----- Dataset records -----

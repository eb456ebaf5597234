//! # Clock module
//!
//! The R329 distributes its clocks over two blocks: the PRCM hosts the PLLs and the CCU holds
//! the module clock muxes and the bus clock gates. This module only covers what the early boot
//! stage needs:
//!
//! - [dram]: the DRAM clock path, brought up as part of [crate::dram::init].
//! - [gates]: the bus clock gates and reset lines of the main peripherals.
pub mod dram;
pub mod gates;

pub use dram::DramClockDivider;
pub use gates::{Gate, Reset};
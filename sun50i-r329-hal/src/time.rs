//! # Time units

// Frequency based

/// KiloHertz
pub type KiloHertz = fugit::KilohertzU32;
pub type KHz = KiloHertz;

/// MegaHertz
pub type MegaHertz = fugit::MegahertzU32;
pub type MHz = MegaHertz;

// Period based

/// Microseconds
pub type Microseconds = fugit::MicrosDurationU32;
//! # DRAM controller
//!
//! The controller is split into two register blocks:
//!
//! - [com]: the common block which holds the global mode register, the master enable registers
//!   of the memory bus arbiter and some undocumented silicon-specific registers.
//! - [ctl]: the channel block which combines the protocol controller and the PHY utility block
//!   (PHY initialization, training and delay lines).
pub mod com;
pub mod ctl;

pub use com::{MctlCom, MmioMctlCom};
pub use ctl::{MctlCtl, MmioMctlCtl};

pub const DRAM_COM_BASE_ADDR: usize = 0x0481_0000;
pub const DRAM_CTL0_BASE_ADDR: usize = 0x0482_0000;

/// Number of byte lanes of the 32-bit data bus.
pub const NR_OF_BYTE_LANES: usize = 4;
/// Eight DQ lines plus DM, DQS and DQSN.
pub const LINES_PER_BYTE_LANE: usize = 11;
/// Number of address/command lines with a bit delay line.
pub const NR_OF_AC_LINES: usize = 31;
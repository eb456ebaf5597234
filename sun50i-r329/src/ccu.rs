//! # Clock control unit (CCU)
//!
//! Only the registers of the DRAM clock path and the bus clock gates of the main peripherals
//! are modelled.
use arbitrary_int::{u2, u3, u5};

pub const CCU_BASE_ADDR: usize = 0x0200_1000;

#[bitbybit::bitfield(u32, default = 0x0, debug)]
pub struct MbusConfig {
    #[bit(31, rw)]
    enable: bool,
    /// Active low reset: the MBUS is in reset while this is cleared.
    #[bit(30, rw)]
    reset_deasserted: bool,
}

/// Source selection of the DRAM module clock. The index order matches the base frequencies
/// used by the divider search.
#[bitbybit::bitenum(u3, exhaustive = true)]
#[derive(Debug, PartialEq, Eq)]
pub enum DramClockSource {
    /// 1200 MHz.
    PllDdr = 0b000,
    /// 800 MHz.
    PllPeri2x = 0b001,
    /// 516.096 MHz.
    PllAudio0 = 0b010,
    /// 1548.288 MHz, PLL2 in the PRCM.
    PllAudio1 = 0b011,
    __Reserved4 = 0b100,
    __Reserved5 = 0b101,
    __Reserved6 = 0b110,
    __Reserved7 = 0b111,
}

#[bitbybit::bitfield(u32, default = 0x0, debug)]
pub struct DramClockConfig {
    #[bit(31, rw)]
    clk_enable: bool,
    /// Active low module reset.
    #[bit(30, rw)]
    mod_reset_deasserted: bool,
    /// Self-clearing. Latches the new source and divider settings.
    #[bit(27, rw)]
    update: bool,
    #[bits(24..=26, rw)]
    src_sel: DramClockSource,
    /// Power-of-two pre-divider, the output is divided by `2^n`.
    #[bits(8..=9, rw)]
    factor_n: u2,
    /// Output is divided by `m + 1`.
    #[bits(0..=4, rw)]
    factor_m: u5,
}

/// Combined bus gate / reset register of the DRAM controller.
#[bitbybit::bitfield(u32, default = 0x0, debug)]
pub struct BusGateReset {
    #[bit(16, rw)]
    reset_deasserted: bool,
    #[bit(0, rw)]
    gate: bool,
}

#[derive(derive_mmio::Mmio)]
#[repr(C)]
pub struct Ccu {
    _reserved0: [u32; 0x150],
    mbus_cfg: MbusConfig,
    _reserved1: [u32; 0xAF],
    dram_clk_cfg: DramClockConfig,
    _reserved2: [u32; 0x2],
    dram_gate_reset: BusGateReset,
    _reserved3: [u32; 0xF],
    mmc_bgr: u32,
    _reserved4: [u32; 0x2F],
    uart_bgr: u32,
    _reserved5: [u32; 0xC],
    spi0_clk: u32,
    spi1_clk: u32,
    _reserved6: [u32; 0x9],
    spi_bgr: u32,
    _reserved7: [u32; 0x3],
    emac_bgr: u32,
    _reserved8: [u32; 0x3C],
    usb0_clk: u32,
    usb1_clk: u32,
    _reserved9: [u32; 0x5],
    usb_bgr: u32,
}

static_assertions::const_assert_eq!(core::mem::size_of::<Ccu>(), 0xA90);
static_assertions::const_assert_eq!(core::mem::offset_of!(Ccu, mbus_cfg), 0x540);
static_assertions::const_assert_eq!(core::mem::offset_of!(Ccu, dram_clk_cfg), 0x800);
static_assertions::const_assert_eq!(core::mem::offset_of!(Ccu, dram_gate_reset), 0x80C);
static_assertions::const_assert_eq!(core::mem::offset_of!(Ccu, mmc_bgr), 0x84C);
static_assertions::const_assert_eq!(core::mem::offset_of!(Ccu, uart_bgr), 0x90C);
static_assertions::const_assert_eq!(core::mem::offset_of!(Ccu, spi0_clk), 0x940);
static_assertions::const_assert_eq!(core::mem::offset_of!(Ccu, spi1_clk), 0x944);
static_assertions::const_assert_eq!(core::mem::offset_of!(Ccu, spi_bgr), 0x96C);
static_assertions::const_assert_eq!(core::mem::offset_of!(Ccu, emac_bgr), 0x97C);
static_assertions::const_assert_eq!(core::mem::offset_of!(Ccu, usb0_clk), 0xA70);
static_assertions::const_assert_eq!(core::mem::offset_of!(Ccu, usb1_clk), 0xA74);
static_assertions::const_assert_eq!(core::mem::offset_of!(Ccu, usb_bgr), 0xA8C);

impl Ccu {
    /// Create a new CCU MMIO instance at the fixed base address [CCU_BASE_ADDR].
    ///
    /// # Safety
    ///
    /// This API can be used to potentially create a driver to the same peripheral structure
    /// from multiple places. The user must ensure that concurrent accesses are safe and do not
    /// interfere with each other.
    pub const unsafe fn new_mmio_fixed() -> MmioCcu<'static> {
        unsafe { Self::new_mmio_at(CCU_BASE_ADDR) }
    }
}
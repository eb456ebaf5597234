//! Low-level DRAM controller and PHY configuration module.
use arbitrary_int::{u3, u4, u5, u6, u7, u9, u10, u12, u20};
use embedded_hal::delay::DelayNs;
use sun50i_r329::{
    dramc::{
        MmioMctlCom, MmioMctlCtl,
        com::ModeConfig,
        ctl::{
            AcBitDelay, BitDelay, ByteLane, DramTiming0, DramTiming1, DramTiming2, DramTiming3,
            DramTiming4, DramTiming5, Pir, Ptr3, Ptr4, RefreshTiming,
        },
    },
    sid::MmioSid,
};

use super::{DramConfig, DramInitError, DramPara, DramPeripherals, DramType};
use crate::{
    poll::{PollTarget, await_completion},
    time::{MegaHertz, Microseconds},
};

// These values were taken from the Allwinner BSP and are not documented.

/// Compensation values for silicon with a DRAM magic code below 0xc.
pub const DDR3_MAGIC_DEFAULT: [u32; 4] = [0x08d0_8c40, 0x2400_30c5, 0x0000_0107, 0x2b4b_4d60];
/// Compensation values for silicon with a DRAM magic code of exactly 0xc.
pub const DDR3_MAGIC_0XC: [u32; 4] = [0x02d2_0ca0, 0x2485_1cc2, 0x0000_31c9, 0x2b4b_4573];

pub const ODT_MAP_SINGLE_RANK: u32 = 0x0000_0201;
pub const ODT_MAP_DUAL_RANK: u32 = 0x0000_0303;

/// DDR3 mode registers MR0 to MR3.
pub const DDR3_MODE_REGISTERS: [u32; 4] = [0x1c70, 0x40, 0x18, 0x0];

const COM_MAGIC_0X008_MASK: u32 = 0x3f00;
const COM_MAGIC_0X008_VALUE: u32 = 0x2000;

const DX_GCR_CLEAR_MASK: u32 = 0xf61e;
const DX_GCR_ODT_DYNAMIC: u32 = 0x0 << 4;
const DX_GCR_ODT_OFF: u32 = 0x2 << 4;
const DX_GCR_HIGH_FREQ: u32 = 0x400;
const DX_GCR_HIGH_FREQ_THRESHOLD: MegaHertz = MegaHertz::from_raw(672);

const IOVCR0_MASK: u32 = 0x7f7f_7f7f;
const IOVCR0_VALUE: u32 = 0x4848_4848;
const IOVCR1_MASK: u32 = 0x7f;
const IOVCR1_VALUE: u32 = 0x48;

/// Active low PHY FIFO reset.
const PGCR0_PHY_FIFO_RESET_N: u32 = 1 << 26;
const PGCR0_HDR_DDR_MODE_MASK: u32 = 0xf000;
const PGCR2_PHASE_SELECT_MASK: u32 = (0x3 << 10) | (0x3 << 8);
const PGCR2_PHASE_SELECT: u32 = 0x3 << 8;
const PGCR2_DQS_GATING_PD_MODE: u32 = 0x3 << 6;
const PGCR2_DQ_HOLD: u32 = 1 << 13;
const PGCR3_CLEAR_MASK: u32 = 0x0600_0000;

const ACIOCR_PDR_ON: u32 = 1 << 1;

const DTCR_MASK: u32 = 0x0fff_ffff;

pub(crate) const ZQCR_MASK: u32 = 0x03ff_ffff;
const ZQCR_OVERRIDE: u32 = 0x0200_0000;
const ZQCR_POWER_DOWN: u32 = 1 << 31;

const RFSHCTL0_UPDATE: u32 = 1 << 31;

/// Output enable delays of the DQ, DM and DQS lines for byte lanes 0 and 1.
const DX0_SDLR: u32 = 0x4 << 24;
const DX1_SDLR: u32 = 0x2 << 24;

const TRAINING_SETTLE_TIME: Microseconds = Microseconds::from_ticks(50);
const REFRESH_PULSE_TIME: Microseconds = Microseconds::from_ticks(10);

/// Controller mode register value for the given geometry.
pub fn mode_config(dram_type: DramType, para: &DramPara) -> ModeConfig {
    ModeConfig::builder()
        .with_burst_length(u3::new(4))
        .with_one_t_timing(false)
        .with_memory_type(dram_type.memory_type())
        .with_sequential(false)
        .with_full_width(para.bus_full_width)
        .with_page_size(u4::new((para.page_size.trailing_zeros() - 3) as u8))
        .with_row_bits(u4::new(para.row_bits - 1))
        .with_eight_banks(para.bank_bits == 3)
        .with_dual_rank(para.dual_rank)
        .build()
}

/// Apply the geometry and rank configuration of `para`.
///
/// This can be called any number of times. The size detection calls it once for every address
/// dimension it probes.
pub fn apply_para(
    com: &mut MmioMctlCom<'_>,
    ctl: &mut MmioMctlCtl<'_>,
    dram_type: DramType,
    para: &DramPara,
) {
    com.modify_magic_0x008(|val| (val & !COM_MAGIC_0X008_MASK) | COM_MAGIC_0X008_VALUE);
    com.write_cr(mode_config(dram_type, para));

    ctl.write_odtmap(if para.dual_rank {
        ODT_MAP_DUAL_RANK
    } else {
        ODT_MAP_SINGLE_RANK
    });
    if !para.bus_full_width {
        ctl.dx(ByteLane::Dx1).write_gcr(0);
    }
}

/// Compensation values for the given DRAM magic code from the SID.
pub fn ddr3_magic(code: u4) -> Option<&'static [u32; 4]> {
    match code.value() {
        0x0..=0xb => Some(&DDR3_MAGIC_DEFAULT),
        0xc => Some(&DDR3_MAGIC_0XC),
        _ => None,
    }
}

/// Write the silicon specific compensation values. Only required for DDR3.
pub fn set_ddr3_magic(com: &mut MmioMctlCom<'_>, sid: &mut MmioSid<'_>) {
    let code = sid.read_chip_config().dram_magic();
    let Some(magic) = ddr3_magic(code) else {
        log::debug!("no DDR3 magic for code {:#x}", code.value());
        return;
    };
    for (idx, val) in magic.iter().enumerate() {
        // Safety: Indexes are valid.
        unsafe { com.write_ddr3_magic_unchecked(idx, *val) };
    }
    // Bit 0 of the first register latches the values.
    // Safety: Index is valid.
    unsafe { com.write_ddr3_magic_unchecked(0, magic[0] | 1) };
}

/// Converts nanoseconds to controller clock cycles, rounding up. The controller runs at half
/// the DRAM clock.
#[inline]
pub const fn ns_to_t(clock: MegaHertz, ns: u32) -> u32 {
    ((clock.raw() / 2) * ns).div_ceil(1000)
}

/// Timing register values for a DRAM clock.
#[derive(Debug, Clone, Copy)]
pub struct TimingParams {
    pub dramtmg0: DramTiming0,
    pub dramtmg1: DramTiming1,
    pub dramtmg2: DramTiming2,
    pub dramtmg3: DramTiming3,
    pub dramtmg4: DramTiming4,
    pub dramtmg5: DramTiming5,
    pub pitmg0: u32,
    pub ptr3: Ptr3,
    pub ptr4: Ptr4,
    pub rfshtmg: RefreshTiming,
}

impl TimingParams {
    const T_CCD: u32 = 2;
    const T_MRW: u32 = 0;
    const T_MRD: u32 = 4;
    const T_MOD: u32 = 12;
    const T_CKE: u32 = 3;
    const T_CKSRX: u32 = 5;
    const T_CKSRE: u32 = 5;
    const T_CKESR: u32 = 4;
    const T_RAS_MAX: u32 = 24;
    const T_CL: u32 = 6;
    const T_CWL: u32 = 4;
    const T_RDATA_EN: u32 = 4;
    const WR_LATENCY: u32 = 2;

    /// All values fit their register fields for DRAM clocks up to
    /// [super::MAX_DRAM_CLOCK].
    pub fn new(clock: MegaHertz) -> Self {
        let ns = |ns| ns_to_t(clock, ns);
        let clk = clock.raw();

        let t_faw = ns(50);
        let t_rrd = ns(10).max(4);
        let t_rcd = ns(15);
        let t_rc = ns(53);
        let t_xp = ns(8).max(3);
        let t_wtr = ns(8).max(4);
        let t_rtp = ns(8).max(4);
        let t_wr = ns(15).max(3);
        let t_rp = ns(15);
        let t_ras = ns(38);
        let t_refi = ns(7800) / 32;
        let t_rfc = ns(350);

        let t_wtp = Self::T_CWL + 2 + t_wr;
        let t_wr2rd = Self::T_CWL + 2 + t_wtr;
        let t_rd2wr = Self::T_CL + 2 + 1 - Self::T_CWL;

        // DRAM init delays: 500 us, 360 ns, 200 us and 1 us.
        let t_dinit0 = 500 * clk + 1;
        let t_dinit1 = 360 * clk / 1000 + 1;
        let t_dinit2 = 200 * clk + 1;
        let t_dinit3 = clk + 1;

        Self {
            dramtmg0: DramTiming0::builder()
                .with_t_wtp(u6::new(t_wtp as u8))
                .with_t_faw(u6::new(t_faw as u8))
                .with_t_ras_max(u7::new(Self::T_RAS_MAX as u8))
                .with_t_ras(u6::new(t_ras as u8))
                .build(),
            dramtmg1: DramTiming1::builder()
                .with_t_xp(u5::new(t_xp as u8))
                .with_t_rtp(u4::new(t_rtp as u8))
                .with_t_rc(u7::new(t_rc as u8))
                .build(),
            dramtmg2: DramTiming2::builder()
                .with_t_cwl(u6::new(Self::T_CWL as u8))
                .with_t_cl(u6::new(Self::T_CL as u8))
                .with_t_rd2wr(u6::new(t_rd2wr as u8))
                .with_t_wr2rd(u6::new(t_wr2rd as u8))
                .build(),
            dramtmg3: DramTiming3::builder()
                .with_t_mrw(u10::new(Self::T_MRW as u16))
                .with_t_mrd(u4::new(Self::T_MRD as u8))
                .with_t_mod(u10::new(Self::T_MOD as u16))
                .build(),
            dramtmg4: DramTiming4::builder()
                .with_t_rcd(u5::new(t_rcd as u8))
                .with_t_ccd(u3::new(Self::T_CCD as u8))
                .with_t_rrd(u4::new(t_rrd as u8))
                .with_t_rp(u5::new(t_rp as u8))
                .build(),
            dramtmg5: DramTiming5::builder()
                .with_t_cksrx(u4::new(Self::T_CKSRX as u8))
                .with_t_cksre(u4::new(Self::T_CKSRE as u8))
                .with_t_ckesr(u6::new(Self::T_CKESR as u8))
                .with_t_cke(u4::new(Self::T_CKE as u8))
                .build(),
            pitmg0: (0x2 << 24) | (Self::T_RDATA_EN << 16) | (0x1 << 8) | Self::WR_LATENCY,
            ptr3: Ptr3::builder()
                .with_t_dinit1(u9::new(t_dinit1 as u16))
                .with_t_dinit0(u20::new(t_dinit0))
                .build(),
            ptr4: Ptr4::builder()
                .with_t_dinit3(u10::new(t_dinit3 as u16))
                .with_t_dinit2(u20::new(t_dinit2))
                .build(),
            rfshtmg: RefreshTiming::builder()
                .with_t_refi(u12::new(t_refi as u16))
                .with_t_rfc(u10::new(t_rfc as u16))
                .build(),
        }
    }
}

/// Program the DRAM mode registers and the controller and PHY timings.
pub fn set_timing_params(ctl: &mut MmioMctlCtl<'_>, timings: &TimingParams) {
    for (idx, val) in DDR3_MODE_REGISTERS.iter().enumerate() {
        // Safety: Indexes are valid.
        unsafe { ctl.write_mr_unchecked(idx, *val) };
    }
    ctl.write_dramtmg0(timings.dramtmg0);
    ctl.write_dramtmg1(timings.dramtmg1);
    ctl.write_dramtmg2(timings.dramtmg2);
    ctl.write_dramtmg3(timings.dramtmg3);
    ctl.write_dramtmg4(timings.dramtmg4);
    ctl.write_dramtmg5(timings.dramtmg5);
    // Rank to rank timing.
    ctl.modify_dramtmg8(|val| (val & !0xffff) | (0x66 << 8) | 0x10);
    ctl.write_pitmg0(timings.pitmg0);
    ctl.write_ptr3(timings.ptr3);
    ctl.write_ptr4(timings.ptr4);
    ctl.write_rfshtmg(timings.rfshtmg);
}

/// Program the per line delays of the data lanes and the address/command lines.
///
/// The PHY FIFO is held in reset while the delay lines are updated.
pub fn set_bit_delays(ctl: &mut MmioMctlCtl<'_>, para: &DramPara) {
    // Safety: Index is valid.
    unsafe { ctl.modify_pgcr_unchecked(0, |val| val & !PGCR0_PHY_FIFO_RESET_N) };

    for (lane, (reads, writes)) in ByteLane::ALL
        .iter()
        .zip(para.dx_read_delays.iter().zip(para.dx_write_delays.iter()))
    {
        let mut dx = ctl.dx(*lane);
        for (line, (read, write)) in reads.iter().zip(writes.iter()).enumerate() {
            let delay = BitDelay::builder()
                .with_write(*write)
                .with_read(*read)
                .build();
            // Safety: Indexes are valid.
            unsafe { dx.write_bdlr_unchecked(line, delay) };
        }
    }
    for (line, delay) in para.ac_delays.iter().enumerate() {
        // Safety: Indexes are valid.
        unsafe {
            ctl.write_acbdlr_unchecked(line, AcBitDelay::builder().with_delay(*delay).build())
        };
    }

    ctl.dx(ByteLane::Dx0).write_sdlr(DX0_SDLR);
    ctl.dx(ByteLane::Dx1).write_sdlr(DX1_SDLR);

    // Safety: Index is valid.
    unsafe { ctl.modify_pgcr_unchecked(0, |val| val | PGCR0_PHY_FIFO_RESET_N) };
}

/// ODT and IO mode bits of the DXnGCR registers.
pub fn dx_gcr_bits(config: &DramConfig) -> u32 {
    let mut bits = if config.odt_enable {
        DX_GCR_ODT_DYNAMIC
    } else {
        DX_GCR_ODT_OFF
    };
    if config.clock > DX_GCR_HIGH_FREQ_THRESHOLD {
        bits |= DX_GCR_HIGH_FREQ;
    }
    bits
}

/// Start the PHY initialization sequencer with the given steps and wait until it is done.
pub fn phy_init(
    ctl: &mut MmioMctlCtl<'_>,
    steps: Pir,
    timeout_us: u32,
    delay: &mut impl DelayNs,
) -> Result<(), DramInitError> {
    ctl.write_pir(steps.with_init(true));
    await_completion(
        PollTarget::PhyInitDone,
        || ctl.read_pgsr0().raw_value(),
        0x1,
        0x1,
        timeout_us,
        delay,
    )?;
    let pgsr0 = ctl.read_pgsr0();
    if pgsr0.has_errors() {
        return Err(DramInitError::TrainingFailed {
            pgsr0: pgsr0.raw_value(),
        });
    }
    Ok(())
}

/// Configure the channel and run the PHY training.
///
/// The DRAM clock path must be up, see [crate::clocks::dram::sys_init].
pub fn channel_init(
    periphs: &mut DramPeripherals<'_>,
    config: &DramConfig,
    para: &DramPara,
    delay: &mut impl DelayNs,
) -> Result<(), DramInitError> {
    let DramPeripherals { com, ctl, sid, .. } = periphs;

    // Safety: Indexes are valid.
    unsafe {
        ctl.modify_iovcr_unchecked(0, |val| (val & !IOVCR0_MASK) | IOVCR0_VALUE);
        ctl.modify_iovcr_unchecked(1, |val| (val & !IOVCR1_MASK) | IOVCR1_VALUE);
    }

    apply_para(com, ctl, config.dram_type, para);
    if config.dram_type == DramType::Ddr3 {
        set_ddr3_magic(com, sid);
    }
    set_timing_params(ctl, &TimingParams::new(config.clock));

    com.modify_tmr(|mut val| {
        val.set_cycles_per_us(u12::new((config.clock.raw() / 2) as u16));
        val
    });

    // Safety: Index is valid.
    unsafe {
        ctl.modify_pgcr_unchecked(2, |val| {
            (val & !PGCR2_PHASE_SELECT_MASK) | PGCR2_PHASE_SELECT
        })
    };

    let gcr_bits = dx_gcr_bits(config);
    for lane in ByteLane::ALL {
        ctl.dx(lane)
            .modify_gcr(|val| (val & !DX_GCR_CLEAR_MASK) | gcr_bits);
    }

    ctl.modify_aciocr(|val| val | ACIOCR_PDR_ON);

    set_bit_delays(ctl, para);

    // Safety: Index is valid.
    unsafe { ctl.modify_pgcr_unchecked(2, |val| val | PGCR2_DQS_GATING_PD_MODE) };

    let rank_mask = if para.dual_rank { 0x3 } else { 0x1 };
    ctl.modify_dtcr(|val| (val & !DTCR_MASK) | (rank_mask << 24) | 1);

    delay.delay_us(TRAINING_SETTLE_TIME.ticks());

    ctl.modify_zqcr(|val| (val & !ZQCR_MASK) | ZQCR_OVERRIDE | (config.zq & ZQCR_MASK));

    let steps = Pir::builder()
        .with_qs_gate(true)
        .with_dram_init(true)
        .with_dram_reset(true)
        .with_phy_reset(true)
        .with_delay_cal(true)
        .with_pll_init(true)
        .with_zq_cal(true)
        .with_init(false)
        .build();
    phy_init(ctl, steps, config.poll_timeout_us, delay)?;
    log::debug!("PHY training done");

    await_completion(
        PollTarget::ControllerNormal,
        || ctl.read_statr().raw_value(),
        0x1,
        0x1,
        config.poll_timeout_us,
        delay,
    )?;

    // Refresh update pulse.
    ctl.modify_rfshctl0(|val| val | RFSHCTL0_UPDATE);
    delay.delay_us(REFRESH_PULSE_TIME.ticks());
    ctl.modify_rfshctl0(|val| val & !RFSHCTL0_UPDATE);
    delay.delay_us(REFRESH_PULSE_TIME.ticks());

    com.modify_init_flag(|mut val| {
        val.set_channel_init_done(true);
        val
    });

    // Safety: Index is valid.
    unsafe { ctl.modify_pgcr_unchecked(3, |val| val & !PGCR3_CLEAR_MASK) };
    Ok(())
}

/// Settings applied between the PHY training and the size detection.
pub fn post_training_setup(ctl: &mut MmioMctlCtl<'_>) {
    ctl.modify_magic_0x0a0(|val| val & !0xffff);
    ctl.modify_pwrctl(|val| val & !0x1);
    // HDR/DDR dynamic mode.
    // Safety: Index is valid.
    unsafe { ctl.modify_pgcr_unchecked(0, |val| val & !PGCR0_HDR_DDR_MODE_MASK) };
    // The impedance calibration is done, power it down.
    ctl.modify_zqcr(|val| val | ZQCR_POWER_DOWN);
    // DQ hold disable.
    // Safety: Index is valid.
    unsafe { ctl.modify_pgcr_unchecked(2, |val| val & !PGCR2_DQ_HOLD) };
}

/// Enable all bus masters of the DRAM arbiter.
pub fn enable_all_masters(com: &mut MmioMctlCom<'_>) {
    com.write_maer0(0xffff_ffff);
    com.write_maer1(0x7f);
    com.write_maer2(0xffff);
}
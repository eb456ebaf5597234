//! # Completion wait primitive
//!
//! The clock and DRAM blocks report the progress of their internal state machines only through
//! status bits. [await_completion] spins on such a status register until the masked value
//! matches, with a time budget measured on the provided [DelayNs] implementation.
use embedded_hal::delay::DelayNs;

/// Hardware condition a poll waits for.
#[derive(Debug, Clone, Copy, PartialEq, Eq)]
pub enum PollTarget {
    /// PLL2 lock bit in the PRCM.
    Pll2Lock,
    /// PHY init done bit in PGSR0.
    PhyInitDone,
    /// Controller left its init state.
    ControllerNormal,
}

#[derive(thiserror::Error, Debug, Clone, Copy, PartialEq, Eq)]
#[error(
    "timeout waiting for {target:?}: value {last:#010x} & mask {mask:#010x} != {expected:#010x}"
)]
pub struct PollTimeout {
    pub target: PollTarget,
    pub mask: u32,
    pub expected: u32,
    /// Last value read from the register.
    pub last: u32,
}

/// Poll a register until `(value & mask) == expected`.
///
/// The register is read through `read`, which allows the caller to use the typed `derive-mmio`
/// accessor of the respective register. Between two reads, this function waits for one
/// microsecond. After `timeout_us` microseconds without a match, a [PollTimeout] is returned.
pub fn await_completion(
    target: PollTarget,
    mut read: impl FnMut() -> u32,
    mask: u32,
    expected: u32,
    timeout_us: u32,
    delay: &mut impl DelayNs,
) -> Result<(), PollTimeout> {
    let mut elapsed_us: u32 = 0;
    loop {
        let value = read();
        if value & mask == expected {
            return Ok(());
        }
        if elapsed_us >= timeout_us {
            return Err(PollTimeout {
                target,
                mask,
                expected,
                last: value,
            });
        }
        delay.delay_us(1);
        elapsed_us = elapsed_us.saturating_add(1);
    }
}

-----

▶ About this task
The expected answer is a copy of each line in the listing above that contains "given".

▶ Response
/// Controller mode register value for the given geometry.
/// Compensation values for the given DRAM magic code from the SID.
/// Start the PHY initialization sequencer with the given steps and wait until it is done.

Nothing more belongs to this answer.